Il fait mine de se lever, mais quelque chose retient sa cheville. Il est déséquilibré et chute lourdement. Il hurle de terreur et de douleur lorsqu’il s’écorche les paumes sur le sol brut.

Cette f ois-ci, il pleure sans retenue.

– Laissez-moi partir !

Et soudain, il réalise que tout ceci est impossible. Il connaît son ravisseur. C’est le père d’un de ses amis. Il doit rêver.

Il aimerait se réveiller, maintenant. Il se passe une main fébrile sur les joues. Est-ce qu’en dormant, on peut sentir le goût salé de ses larmes et celui, métallique, de son sang ? Il en doute.

Derrière la porte, il entend un bruit qu’il reconnaît sans mal. Des pas. Quelqu’un a dû l’entendre crier et s’approche.

Le gamin se recroqueville dans un coin. Son visage se prend dans une toile d’araignée. Des petites pattes velues galopent dans son cou, mais il n’y prend pas garde.

Quelqu’un enfonce une clef dans la serrure. Un clac sonore retentit dans le noir une seconde avant qu’une lumière poussiéreuse inonde le minuscule réduit où il est retenu prisonnier. Une ombre se découpe à contre-jour dans l’encadrement : la silhouette massive qu’il reconnaît tout de suite.

Il a passé tant de temps chez son ami. Tous ces étés occupés à jouer, tous ces jeux d’imagination, toutes ces pyjama parties, tous ces moments où cet homme ne lui a presque pas accordé d’attention. C’est comme s’il venait de retirer son masque de normalité.

Il a l’impression d’être une friandise que l’adulte aurait envie de dévorer. Et ce désir qu’il perçoit malgré son innocence le terrifie.

– Laissez-moi sortir, je vous en prie.

Un rire glaçant répond à sa supplique.

– Tu ne vas pas me croire, mais quelqu’un a passé un appel anonyme au département de police. Tu as été repéré près de la gare routière. Depuis quelques heures, tu es donc officiellement considéré comme un fugueur.

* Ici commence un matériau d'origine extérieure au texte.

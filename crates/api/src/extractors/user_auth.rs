//! Bearer-token authentication extractor.
//!
//! Validates the JWT in the `Authorization` header and turns its claims into
//! the domain [`Actor`] every survey operation is authorized against.

use axum::{async_trait, extract::FromRequestParts, http::header, http::request::Parts};
use domain::models::Actor;
use shared::jwt::{extract_user_id, JwtError};

use crate::app::AppState;
use crate::error::ApiError;

/// Authenticated caller.
#[derive(Debug, Clone)]
pub struct AuthUser {
    pub actor: Actor,
    /// JWT ID (jti) of the presented token.
    pub jti: String,
}

fn bearer_token(parts: &Parts) -> Result<&str, ApiError> {
    let value = parts
        .headers
        .get(header::AUTHORIZATION)
        .and_then(|v| v.to_str().ok())
        .ok_or_else(|| ApiError::Unauthorized("Missing Authorization header".to_string()))?;

    value
        .strip_prefix("Bearer ")
        .map(str::trim)
        .filter(|t| !t.is_empty())
        .ok_or_else(|| ApiError::Unauthorized("Invalid Authorization header format".to_string()))
}

#[async_trait]
impl FromRequestParts<AppState> for AuthUser {
    type Rejection = ApiError;

    async fn from_request_parts(
        parts: &mut Parts,
        state: &AppState,
    ) -> Result<Self, Self::Rejection> {
        let token = bearer_token(parts)?;

        let claims = state.jwt.validate_access_token(token).map_err(|e| {
            tracing::debug!(error = %e, "Rejected bearer token");
            match e {
                JwtError::TokenExpired => ApiError::Unauthorized("Token expired".to_string()),
                _ => ApiError::Unauthorized("Invalid or expired token".to_string()),
            }
        })?;

        let user_id = extract_user_id(&claims)
            .map_err(|_| ApiError::Unauthorized("Invalid token subject".to_string()))?;

        Ok(AuthUser {
            actor: Actor::new(user_id, claims.role),
            jti: claims.jti,
        })
    }
}
//! HTTP middleware components.

pub mod logging;
pub mod metrics;
pub mod security_headers;
pub mod trace_id;

pub use metrics::{init_metrics, metrics_handler, metrics_middleware};
pub use security_headers::security_headers_middleware;
pub use trace_id::{trace_id, RequestId, REQUEST_ID_HEADER};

Il a l’air de se réjouir de la situation et cela terrorise le gamin bien plus que tout ce qu’il a vu jusqu’à présent. Il ose pourtant poser sa question tout en reniflant.

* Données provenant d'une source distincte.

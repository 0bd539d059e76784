//! Area repository for database operations.

use sqlx::PgPool;
use uuid::Uuid;

use domain::models::{Measurement, NewMeasurement};
use domain::services::aggregate::{compute_area_aggregate, TotalCountPolicy};

use crate::entities::{AreaEntity, MeasurementEntity};
use crate::metrics::QueryTimer;
use crate::repositories::measurement::insert_with;

/// Repository for area-related database operations.
#[derive(Clone)]
pub struct AreaRepository {
    pool: PgPool,
}

impl AreaRepository {
    pub fn new(pool: PgPool) -> Self {
        Self { pool }
    }

    /// Create an area together with its initial measurements in one transaction.
    pub async fn create(
        &self,
        owner_id: Uuid,
        name: &str,
        measurements: &[NewMeasurement],
    ) -> Result<AreaEntity, sqlx::Error> {
        let timer = QueryTimer::new("create_area");
        let mut tx = self.pool.begin().await?;

        let area = sqlx::query_as::<_, AreaEntity>(
            r#"
            INSERT INTO areas (owner_id, name)
            VALUES ($1, $2)
            RETURNING *
            "#,
        )
        .bind(owner_id)
        .bind(name)
        .fetch_one(&mut *tx)
        .await?;

        for m in measurements {
            let row = NewMeasurement {
                area_id: Some(area.area_id),
                ..m.clone()
            };
            insert_with(&mut *tx, &row).await?;
        }

        tx.commit().await?;
        timer.record();
        Ok(area)
    }

    /// Find area by UUID.
    pub async fn find_by_id(&self, area_id: Uuid) -> Result<Option<AreaEntity>, sqlx::Error> {
        let timer = QueryTimer::new("find_area_by_id");
        let result = sqlx::query_as::<_, AreaEntity>(
            r#"
            SELECT * FROM areas WHERE area_id = $1
            "#,
        )
        .bind(area_id)
        .fetch_optional(&self.pool)
        .await;
        timer.record();
        result
    }

    /// List areas, newest first, optionally for one owner.
    pub async fn list(&self, owner_id: Option<Uuid>) -> Result<Vec<AreaEntity>, sqlx::Error> {
        let timer = QueryTimer::new("list_areas");
        let result = sqlx::query_as::<_, AreaEntity>(
            r#"
            SELECT * FROM areas
            WHERE ($1::uuid IS NULL OR owner_id = $1)
            ORDER BY created_at DESC
            "#,
        )
        .bind(owner_id)
        .fetch_all(&self.pool)
        .await;
        timer.record();
        result
    }

    /// Recompute the derived statistics of an area from its measurements.
    ///
    /// The area row is locked for the duration so concurrent recomputations
    /// serialize and each one reads a complete measurement set. Returns
    /// `None` if the area does not exist.
    pub async fn recompute(
        &self,
        area_id: Uuid,
        policy: TotalCountPolicy,
    ) -> Result<Option<AreaEntity>, sqlx::Error> {
        let timer = QueryTimer::new("recompute_area");
        let mut tx = self.pool.begin().await?;

        let locked = sqlx::query_as::<_, AreaEntity>(
            r#"
            SELECT * FROM areas WHERE area_id = $1 FOR UPDATE
            "#,
        )
        .bind(area_id)
        .fetch_optional(&mut *tx)
        .await?;
        if locked.is_none() {
            tx.rollback().await?;
            timer.record();
            return Ok(None);
        }

        let rows: Vec<Measurement> = sqlx::query_as::<_, MeasurementEntity>(
            r#"
            SELECT * FROM measurements WHERE area_id = $1
            "#,
        )
        .bind(area_id)
        .fetch_all(&mut *tx)
        .await?
        .into_iter()
        .map(Measurement::from)
        .collect();

        let aggregate = compute_area_aggregate(&rows, policy);
        let averages = aggregate.averages;
        let updated = sqlx::query_as::<_, AreaEntity>(
            r#"
            UPDATE areas SET
                temperature_avg = $2,
                moisture_avg = $3,
                ph_avg = $4,
                nitrogen_avg = $5,
                phosphorus_avg = $6,
                potassium_avg = $7,
                total_measurements = $8,
                updated_at = NOW()
            WHERE area_id = $1
            RETURNING *
            "#,
        )
        .bind(area_id)
        .bind(averages.temperature)
        .bind(averages.moisture)
        .bind(averages.ph)
        .bind(averages.nitrogen)
        .bind(averages.phosphorus)
        .bind(averages.potassium)
        .bind(aggregate.total_measurements)
        .fetch_one(&mut *tx)
        .await?;

        tx.commit().await?;
        timer.record();
        Ok(Some(updated))
    }
}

– Un fugueur ? Ça veut dire quoi ?

Son ravisseur hausse les épaules.

– Ça veut dire que tout le monde va te chercher dans la mauvaise direction.

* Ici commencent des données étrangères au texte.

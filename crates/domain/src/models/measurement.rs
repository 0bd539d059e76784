//! Measurement domain model.
//!
//! A measurement row doubles as a survey point: the sequencer inserts
//! placeholders carrying only `area_id`/`point_id`, and completion or skip
//! fills them in place.

use chrono::{DateTime, NaiveDate, NaiveTime, Utc};
use serde::{Deserialize, Serialize};
use uuid::Uuid;
use validator::Validate;

/// Value written to every metric of a skipped point.
pub const SKIP_SENTINEL: f64 = -1.0;

/// The six soil metrics tracked per reading.
#[derive(Debug, Clone, Copy, PartialEq, Eq, Hash, Serialize, Deserialize)]
#[serde(rename_all = "lowercase")]
pub enum Metric {
    Temperature,
    Moisture,
    Ph,
    Nitrogen,
    Phosphorus,
    Potassium,
}

impl Metric {
    pub const ALL: [Metric; 6] = [
        Metric::Temperature,
        Metric::Moisture,
        Metric::Ph,
        Metric::Nitrogen,
        Metric::Phosphorus,
        Metric::Potassium,
    ];

    pub fn as_str(&self) -> &'static str {
        match self {
            Metric::Temperature => "temperature",
            Metric::Moisture => "moisture",
            Metric::Ph => "ph",
            Metric::Nitrogen => "nitrogen",
            Metric::Phosphorus => "phosphorus",
            Metric::Potassium => "potassium",
        }
    }
}

/// Rounds to two decimal places.
pub fn round2(value: f64) -> f64 {
    (value * 100.0).round() / 100.0
}

/// Rounds a coordinate to eight decimal places.
pub fn round_coordinate(value: f64) -> f64 {
    (value * 1e8).round() / 1e8
}

/// Metric values of one reading. Missing metrics are `None`.
#[derive(Debug, Clone, Copy, Default, PartialEq, Serialize, Deserialize)]
#[serde(rename_all = "camelCase")]
pub struct MetricValues {
    pub temperature: Option<f64>,
    pub moisture: Option<f64>,
    pub ph: Option<f64>,
    pub nitrogen: Option<f64>,
    pub phosphorus: Option<f64>,
    pub potassium: Option<f64>,
}

impl MetricValues {
    /// The all-sentinel marker stored on skipped points.
    pub fn skipped() -> Self {
        Self {
            temperature: Some(SKIP_SENTINEL),
            moisture: Some(SKIP_SENTINEL),
            ph: Some(SKIP_SENTINEL),
            nitrogen: Some(SKIP_SENTINEL),
            phosphorus: Some(SKIP_SENTINEL),
            potassium: Some(SKIP_SENTINEL),
        }
    }

    pub fn get(&self, metric: Metric) -> Option<f64> {
        match metric {
            Metric::Temperature => self.temperature,
            Metric::Moisture => self.moisture,
            Metric::Ph => self.ph,
            Metric::Nitrogen => self.nitrogen,
            Metric::Phosphorus => self.phosphorus,
            Metric::Potassium => self.potassium,
        }
    }

    pub fn set(&mut self, metric: Metric, value: Option<f64>) {
        let slot = match metric {
            Metric::Temperature => &mut self.temperature,
            Metric::Moisture => &mut self.moisture,
            Metric::Ph => &mut self.ph,
            Metric::Nitrogen => &mut self.nitrogen,
            Metric::Phosphorus => &mut self.phosphorus,
            Metric::Potassium => &mut self.potassium,
        };
        *slot = value;
    }

    /// True when every metric holds the skip sentinel.
    pub fn is_skip_marker(&self) -> bool {
        Metric::ALL
            .iter()
            .all(|m| self.get(*m) == Some(SKIP_SENTINEL))
    }

    /// True when all six metrics are present.
    pub fn is_complete(&self) -> bool {
        Metric::ALL.iter().all(|m| self.get(*m).is_some())
    }

    pub fn is_empty(&self) -> bool {
        Metric::ALL.iter().all(|m| self.get(*m).is_none())
    }

    /// Coalesce merge: values present in `self` win, gaps are filled from `base`.
    pub fn or(self, base: &MetricValues) -> MetricValues {
        let mut merged = self;
        for metric in Metric::ALL {
            if merged.get(metric).is_none() {
                merged.set(metric, base.get(metric));
            }
        }
        merged
    }

    /// Returns a copy with every present value rounded to two decimals.
    pub fn rounded(self) -> MetricValues {
        let mut out = self;
        for metric in Metric::ALL {
            out.set(metric, self.get(metric).map(round2));
        }
        out
    }
}

/// Lifecycle state of a point.
#[derive(Debug, Clone, Copy, PartialEq, Eq, Serialize, Deserialize)]
#[serde(rename_all = "lowercase")]
pub enum PointStatus {
    Unmeasured,
    Measured,
    Skipped,
}

/// Represents a stored measurement (or point placeholder).
#[derive(Debug, Clone, Serialize, Deserialize)]
#[serde(rename_all = "camelCase")]
pub struct Measurement {
    pub measurement_id: i64,
    pub area_id: Option<Uuid>,
    pub device_id: Option<String>,
    pub point_id: Option<String>,
    pub latitude: Option<f64>,
    pub longitude: Option<f64>,
    #[serde(flatten)]
    pub values: MetricValues,
    pub measurement_date: Option<NaiveDate>,
    pub measurement_time: Option<NaiveTime>,
    pub created_at: DateTime<Utc>,
    pub updated_at: DateTime<Utc>,
}

impl Measurement {
    /// A row is visited once its date is set; the sentinel marker tells skips apart.
    pub fn status(&self) -> PointStatus {
        if self.measurement_date.is_none() {
            PointStatus::Unmeasured
        } else if self.values.is_skip_marker() {
            PointStatus::Skipped
        } else {
            PointStatus::Measured
        }
    }

    pub fn is_point(&self) -> bool {
        self.point_id.is_some()
    }
}

/// Data for inserting a measurement row.
#[derive(Debug, Clone, Default, PartialEq)]
pub struct NewMeasurement {
    pub area_id: Option<Uuid>,
    pub device_id: Option<String>,
    pub point_id: Option<String>,
    pub latitude: Option<f64>,
    pub longitude: Option<f64>,
    pub values: MetricValues,
    pub measurement_date: Option<NaiveDate>,
    pub measurement_time: Option<NaiveTime>,
}

impl NewMeasurement {
    /// An unmeasured point placeholder.
    pub fn placeholder(area_id: Uuid, point_id: impl Into<String>) -> Self {
        Self {
            area_id: Some(area_id),
            point_id: Some(point_id.into()),
            ..Default::default()
        }
    }
}

/// Values written onto an unmeasured point by completion or skip.
///
/// Metric fields are coalesced over whatever the placeholder already holds.
#[derive(Debug, Clone, PartialEq)]
pub struct PointReading {
    pub device_id: Option<String>,
    pub latitude: Option<f64>,
    pub longitude: Option<f64>,
    pub values: MetricValues,
    pub measurement_date: NaiveDate,
    pub measurement_time: NaiveTime,
}

/// Partial update of a measurement. `None` leaves the stored value unchanged.
#[derive(Debug, Clone, Default, PartialEq)]
pub struct MeasurementPatch {
    pub area_id: Option<Uuid>,
    pub device_id: Option<String>,
    pub point_id: Option<String>,
    pub latitude: Option<f64>,
    pub longitude: Option<f64>,
    pub values: MetricValues,
    pub measurement_date: Option<NaiveDate>,
    pub measurement_time: Option<NaiveTime>,
}

/// Filter for listing free measurements.
#[derive(Debug, Clone, Default, PartialEq, Eq)]
pub struct MeasurementFilter {
    pub area_id: Option<Uuid>,
    pub device_id: Option<String>,
}

// ============================================================================
// Request DTOs
// ============================================================================

/// Request payload for completing a point.
#[derive(Debug, Clone, Default, Deserialize, Validate)]
#[serde(rename_all = "camelCase")]
pub struct CompleteMeasurementRequest {
    #[validate(custom(function = "shared::validation::validate_temperature"))]
    pub temperature: Option<f64>,

    #[validate(custom(function = "shared::validation::validate_moisture"))]
    pub moisture: Option<f64>,

    #[validate(custom(function = "shared::validation::validate_ph"))]
    pub ph: Option<f64>,

    #[validate(custom(function = "shared::validation::validate_nutrient"))]
    pub nitrogen: Option<f64>,

    #[validate(custom(function = "shared::validation::validate_nutrient"))]
    pub phosphorus: Option<f64>,

    #[validate(custom(function = "shared::validation::validate_nutrient"))]
    pub potassium: Option<f64>,

    #[validate(custom(function = "shared::validation::validate_latitude"))]
    pub latitude: Option<f64>,

    #[validate(custom(function = "shared::validation::validate_longitude"))]
    pub longitude: Option<f64>,

    #[validate(length(min = 1, max = 64, message = "Device ID must be 1-64 characters"))]
    pub device_id: Option<String>,

    pub measurement_date: Option<NaiveDate>,

    pub measurement_time: Option<NaiveTime>,

    /// Return the next unmeasured point along with the result.
    #[serde(default)]
    pub auto_advance: bool,
}

impl CompleteMeasurementRequest {
    pub fn values(&self) -> MetricValues {
        MetricValues {
            temperature: self.temperature,
            moisture: self.moisture,
            ph: self.ph,
            nitrogen: self.nitrogen,
            phosphorus: self.phosphorus,
            potassium: self.potassium,
        }
    }
}

/// Request payload for skipping a point.
#[derive(Debug, Clone, Default, Deserialize, Validate)]
#[serde(rename_all = "camelCase")]
pub struct SkipPointRequest {
    #[validate(length(max = 500, message = "Reason must be at most 500 characters"))]
    pub reason: Option<String>,

    #[validate(length(min = 1, max = 64, message = "Device ID must be 1-64 characters"))]
    pub device_id: Option<String>,
}

/// Request payload for recording a free measurement.
#[derive(Debug, Clone, Default, Deserialize, Validate)]
#[serde(rename_all = "camelCase")]
pub struct CreateMeasurementRequest {
    pub area_id: Option<Uuid>,

    #[validate(length(min = 1, max = 32, message = "Point ID must be 1-32 characters"))]
    #[validate(regex(path = *shared::validation::POINT_ID_REGEX, message = "Invalid point ID"))]
    pub point_id: Option<String>,

    #[validate(length(min = 1, max = 64, message = "Device ID must be 1-64 characters"))]
    pub device_id: Option<String>,

    #[validate(custom(function = "shared::validation::validate_latitude"))]
    pub latitude: Option<f64>,

    #[validate(custom(function = "shared::validation::validate_longitude"))]
    pub longitude: Option<f64>,

    #[validate(custom(function = "shared::validation::validate_temperature"))]
    pub temperature: Option<f64>,

    #[validate(custom(function = "shared::validation::validate_moisture"))]
    pub moisture: Option<f64>,

    #[validate(custom(function = "shared::validation::validate_ph"))]
    pub ph: Option<f64>,

    #[validate(custom(function = "shared::validation::validate_nutrient"))]
    pub nitrogen: Option<f64>,

    #[validate(custom(function = "shared::validation::validate_nutrient"))]
    pub phosphorus: Option<f64>,

    #[validate(custom(function = "shared::validation::validate_nutrient"))]
    pub potassium: Option<f64>,

    pub measurement_date: Option<NaiveDate>,

    pub measurement_time: Option<NaiveTime>,
}

impl CreateMeasurementRequest {
    pub fn values(&self) -> MetricValues {
        MetricValues {
            temperature: self.temperature,
            moisture: self.moisture,
            ph: self.ph,
            nitrogen: self.nitrogen,
            phosphorus: self.phosphorus,
            potassium: self.potassium,
        }
    }
}

/// Request payload for updating a measurement (partial update).
#[derive(Debug, Clone, Default, Deserialize, Validate)]
#[serde(rename_all = "camelCase")]
pub struct UpdateMeasurementRequest {
    pub area_id: Option<Uuid>,

    #[validate(length(min = 1, max = 32, message = "Point ID must be 1-32 characters"))]
    #[validate(regex(path = *shared::validation::POINT_ID_REGEX, message = "Invalid point ID"))]
    pub point_id: Option<String>,

    #[validate(length(min = 1, max = 64, message = "Device ID must be 1-64 characters"))]
    pub device_id: Option<String>,

    #[validate(custom(function = "shared::validation::validate_latitude"))]
    pub latitude: Option<f64>,

    #[validate(custom(function = "shared::validation::validate_longitude"))]
    pub longitude: Option<f64>,

    #[validate(custom(function = "shared::validation::validate_temperature"))]
    pub temperature: Option<f64>,

    #[validate(custom(function = "shared::validation::validate_moisture"))]
    pub moisture: Option<f64>,

    #[validate(custom(function = "shared::validation::validate_ph"))]
    pub ph: Option<f64>,

    #[validate(custom(function = "shared::validation::validate_nutrient"))]
    pub nitrogen: Option<f64>,

    #[validate(custom(function = "shared::validation::validate_nutrient"))]
    pub phosphorus: Option<f64>,

    #[validate(custom(function = "shared::validation::validate_nutrient"))]
    pub potassium: Option<f64>,

    pub measurement_date: Option<NaiveDate>,

    pub measurement_time: Option<NaiveTime>,
}

impl UpdateMeasurementRequest {
    pub fn into_patch(self) -> MeasurementPatch {
        MeasurementPatch {
            area_id: self.area_id,
            device_id: self.device_id,
            point_id: self.point_id,
            latitude: self.latitude,
            longitude: self.longitude,
            values: MetricValues {
                temperature: self.temperature,
                moisture: self.moisture,
                ph: self.ph,
                nitrogen: self.nitrogen,
                phosphorus: self.phosphorus,
                potassium: self.potassium,
            },
            measurement_date: self.measurement_date,
            measurement_time: self.measurement_time,
        }
    }
}

/// Query parameters for listing measurements.
#[derive(Debug, Clone, Default, Deserialize)]
#[serde(rename_all = "camelCase")]
pub struct ListMeasurementsQuery {
    pub area_id: Option<Uuid>,
    pub device_id: Option<String>,
}

// ============================================================================
// Response DTOs
// ============================================================================

/// Point view returned by sequencing endpoints.
#[derive(Debug, Clone, Serialize, PartialEq)]
#[serde(rename_all = "camelCase")]
pub struct PointResponse {
    pub measurement_id: i64,
    pub point_id: String,
    pub status: PointStatus,
    #[serde(skip_serializing_if = "Option::is_none")]
    pub device_id: Option<String>,
    #[serde(skip_serializing_if = "Option::is_none")]
    pub latitude: Option<f64>,
    #[serde(skip_serializing_if = "Option::is_none")]
    pub longitude: Option<f64>,
    #[serde(flatten)]
    pub values: MetricValues,
    pub measurement_date: Option<NaiveDate>,
    pub measurement_time: Option<NaiveTime>,
}

impl From<Measurement> for PointResponse {
    fn from(m: Measurement) -> Self {
        let status = m.status();
        Self {
            measurement_id: m.measurement_id,
            point_id: m.point_id.unwrap_or_default(),
            status,
            device_id: m.device_id,
            latitude: m.latitude,
            longitude: m.longitude,
            values: m.values,
            measurement_date: m.measurement_date,
            measurement_time: m.measurement_time,
        }
    }
}

/// Response for listing measurements.
#[derive(Debug, Clone, Serialize)]
#[serde(rename_all = "camelCase")]
pub struct ListMeasurementsResponse {
    pub measurements: Vec<Measurement>,
    pub total: usize,
}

Le gamin comprend que ce qui lui arrive a été préparé avec soin. Il est tombé dans un piège. Il ne fait que confirmer l’évidence.

– C’est vous qui avez passé cet appel ?

– Une idée de génie, hein ?

Sa main robuste frôle les cheveux du garçon qui recule pour échapper à son contact. L’homme hausse les épaules en signe de désapprobation avant de se justifier.

– Tes parents ne t’ont jamais dit de ne pas te promener seul en ville ? C’est dangereux, tu sais.

Ses doigts se font plus caressants.

– Ils auraient dû te prévenir. Cela leur aurait évité de perdre leur fils.

Il soulève l’enfant qui se débat mollement.

– Tu sais que ça ne sert à rien. Allonge-toi là, sans faire d’histoire.

 

Rhaaaaa, c’est rageant, on veut on savoir plus ! Et il va falloir attendre demain !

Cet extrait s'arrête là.